Quindi, sembra anzitutto prioritario, come ha riconosciuto recentemente anche il Comitato nazionale per la Bioetica nel suo parere del dicembre 2023, assicurare buone cure palliative a tutti coloro che ne hanno bisogno. Riguardo poi alla questione dei “trattamenti di sostegno vitale”, bisogna ricordare che nella letteratura scientifica non se ne trova una descrizione dettagliata, meno ancora un elenco. Essi sono considerati, solitamente, da un punto di vista bioetico, soprattutto in relazione alla loro appropriatezza terapeutica, alla possibilità di un non inizio o di una sospensione degli stessi per evitare accanimenti e ostinazioni irragionevoli in cure che possono diventare sproporzionate agli obiettivi prefissati e gravose per il paziente.
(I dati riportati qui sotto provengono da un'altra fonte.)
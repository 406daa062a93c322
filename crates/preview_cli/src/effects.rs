use std::sync::Arc;

use preview_core::{Effect, Msg, PreviewImage, PreviewUpdate, RowOutcome, RowStage};
use preview_engine::{
    EnrichmentRequest, EnrichmentResult, Outcome, Pipeline, PipelineEvent, ProgressSink, Stage,
    ThumbnailSource,
};
use preview_logging::{preview_debug, preview_info};
use tokio::sync::mpsc;
use tokio::task::JoinHandle;

/// Forwards pipeline events into the CLI's event loop.
struct ForwardingSink {
    tx: mpsc::UnboundedSender<PipelineEvent>,
}

impl ProgressSink for ForwardingSink {
    fn emit(&self, event: PipelineEvent) {
        let _ = self.tx.send(event);
    }
}

/// Performs the effects requested by the viewer state against a [`Pipeline`].
pub struct EffectRunner {
    pipeline: Pipeline,
    force_render: bool,
    events: Option<mpsc::UnboundedSender<PipelineEvent>>,
    batches: Vec<JoinHandle<Vec<EnrichmentResult>>>,
}

impl EffectRunner {
    pub fn new(
        pipeline: Pipeline,
        force_render: bool,
    ) -> (Self, mpsc::UnboundedReceiver<PipelineEvent>) {
        let (tx, rx) = mpsc::unbounded_channel();
        let runner = Self {
            pipeline,
            force_render,
            events: Some(tx),
            batches: Vec::new(),
        };
        (runner, rx)
    }

    pub fn perform(&mut self, effects: Vec<Effect>) {
        for effect in effects {
            match effect {
                Effect::Enrich { urls } => self.spawn_batch(urls),
                Effect::Cancel => {
                    preview_info!("cancelling outstanding previews");
                    self.pipeline.cancel();
                }
            }
        }
    }

    fn spawn_batch(&mut self, urls: Vec<String>) {
        let Some(tx) = &self.events else {
            return;
        };
        preview_debug!("enqueue batch of {} urls", urls.len());
        let requests: Vec<EnrichmentRequest> = urls
            .into_iter()
            .map(|url| EnrichmentRequest::new(url).with_force_render(self.force_render))
            .collect();
        let sink: Arc<dyn ProgressSink> = Arc::new(ForwardingSink { tx: tx.clone() });
        let pipeline = self.pipeline.clone();
        let limit = pipeline.settings().concurrency_limit;
        self.batches.push(tokio::spawn(async move {
            pipeline.run(requests, limit, sink).await
        }));
    }

    /// Stops accepting new batches; the event receiver ends once every
    /// running batch has finished.
    pub fn close(&mut self) {
        self.events = None;
    }

    pub async fn finish(mut self) -> anyhow::Result<Vec<EnrichmentResult>> {
        self.close();
        let mut results = Vec::new();
        for batch in self.batches {
            results.extend(batch.await?);
        }
        Ok(results)
    }
}

pub fn to_msg(event: PipelineEvent) -> Msg {
    match event {
        PipelineEvent::Progress { url, stage } => Msg::Progress {
            url,
            stage: map_stage(stage),
        },
        PipelineEvent::Completed(result) => Msg::ResultReady(preview_update(&result)),
    }
}

fn map_stage(stage: Stage) -> RowStage {
    match stage {
        Stage::Queued => RowStage::Queued,
        Stage::Fetching => RowStage::Fetching,
        Stage::Retrying => RowStage::Retrying,
        Stage::Rendering => RowStage::Rendering,
        Stage::Extracting => RowStage::Extracting,
        Stage::Thumbnailing => RowStage::Thumbnailing,
    }
}

fn preview_update(result: &EnrichmentResult) -> PreviewUpdate {
    let reason = result
        .error_kind
        .as_ref()
        .map(ToString::to_string)
        .unwrap_or_else(|| "unknown error".to_string());
    let metadata = result.metadata.as_ref();
    PreviewUpdate {
        url: result.url.clone(),
        title: metadata.and_then(|m| m.title.clone()),
        description: metadata.and_then(|m| m.description.clone()),
        outcome: match result.outcome {
            Outcome::Ok => RowOutcome::Ok,
            Outcome::PartialFailure => RowOutcome::Partial { reason },
            Outcome::Failure => RowOutcome::Failed { reason },
        },
        thumbnail: result.thumbnail.as_ref().map(|thumb| PreviewImage {
            width: thumb.width,
            height: thumb.height,
            jpeg: thumb.image_bytes.clone(),
            placeholder: thumb.source == ThumbnailSource::Placeholder,
        }),
    }
}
Nel considerare invece i trattamenti di sostegno vitale all’interno di una serie di requisiti per escludere la punibilità dell’aiuto al suicidio e, quindi, delimitare il perimetro di tale possibilità dovrebbero essere considerati come tali i trattamenti sostitutivi delle funzioni d’organo vitali divenute insufficienti utilizzando tecnologie avanzate e approcci specialistici, e non anche, come da taluni ritenuto, ogni trattamento medico o assistenziale che permette comunque il mantenimento in vita. Si tratta di un requisito, questo dei trattamenti di sostegno vitale, che perderebbe completamente il suo significato se esteso oltre il limite di interventi complessi da cui dipende la vita, sospesi i quali la morte conseguirebbe in tempi brevi.
In conclusione, anche chi non ritiene compatibile con un’antropologia e una bioetica personalista tanto il suicidio assistito quanto l’eutanasia si aspetta dalla Corte costituzionale piuttosto una tutela delle persone più vulnerabili che vivono l’esperienza della sofferenza e della traiettoria ultima della vita, anche attraverso una più energica sollecitazione della disponibilità delle cure palliative, che non un allargamento delle condizioni che, di fatto, permetterebbero un ricorso più indiscriminato al suicidio assistito.